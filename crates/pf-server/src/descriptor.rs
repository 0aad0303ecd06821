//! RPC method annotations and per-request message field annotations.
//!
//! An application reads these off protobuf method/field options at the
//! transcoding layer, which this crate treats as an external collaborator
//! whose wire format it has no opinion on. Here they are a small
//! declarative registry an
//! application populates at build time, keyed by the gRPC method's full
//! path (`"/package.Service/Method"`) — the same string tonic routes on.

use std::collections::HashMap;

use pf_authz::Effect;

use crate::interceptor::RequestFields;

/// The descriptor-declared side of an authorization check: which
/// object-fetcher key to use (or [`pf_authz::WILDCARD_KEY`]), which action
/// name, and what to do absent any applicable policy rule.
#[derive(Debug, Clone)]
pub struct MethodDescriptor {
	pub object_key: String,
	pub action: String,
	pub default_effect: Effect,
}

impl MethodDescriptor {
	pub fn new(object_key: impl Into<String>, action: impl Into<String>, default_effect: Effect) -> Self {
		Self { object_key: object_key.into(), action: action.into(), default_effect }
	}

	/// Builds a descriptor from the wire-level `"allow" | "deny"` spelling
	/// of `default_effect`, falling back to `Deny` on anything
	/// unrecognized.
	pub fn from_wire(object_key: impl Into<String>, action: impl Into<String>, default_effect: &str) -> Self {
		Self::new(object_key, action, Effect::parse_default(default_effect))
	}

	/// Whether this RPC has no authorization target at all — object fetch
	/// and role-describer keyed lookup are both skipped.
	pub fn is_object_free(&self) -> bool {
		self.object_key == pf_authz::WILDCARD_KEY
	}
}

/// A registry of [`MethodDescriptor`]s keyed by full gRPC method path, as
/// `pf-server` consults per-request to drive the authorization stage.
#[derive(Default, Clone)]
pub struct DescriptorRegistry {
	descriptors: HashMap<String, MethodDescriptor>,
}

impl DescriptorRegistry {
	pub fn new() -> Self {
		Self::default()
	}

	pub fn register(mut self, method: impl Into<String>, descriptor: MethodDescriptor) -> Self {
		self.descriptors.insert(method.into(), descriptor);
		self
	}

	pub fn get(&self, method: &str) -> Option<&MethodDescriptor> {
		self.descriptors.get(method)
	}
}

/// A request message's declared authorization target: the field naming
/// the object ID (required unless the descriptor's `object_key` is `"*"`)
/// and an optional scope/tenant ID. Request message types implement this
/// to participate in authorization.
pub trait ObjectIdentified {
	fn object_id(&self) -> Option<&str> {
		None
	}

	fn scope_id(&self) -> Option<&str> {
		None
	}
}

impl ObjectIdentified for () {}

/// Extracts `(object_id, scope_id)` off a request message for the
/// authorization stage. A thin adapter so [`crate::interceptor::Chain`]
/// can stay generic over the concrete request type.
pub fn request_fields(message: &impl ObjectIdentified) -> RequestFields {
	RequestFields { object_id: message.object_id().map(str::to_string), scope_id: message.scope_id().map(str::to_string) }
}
___
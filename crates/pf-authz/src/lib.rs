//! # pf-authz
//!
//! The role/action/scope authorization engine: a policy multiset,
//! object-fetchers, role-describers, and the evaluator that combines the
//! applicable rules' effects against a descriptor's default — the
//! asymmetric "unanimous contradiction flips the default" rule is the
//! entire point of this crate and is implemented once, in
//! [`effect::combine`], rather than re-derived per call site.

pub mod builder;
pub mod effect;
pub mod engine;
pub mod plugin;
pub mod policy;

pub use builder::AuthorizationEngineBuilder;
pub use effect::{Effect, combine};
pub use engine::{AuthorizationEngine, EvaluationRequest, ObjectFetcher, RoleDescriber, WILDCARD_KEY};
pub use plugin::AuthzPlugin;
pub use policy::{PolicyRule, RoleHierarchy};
___
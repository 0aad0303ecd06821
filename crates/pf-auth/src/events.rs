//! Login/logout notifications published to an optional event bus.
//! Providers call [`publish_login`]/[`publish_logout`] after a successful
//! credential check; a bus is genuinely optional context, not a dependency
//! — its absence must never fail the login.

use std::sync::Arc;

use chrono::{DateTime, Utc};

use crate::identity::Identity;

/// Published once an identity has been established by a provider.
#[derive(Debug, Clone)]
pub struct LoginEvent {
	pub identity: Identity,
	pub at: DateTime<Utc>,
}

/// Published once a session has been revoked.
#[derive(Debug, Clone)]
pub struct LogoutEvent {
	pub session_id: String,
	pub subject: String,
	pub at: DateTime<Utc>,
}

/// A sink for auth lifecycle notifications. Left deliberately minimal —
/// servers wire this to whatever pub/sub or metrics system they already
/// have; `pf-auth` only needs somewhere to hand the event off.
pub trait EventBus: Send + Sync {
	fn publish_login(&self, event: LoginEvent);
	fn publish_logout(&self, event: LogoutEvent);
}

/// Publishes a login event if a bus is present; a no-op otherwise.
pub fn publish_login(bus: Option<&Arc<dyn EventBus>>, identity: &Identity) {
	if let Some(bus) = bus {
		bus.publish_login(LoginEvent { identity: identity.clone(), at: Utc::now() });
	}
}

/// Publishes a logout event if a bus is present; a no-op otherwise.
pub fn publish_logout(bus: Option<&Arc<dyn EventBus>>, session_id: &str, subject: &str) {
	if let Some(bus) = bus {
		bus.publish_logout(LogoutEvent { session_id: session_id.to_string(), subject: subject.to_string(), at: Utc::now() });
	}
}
___
= INSTRUCTIONS FOR THE TASK =
Which lines above include the word "crates"? Pick them out and copy them.

= ANSWER SECTION =
filename crates/pf-server/src/descriptor.rs
filename crates/pf-authz/src/lib.rs
filename crates/pf-auth/src/events.rs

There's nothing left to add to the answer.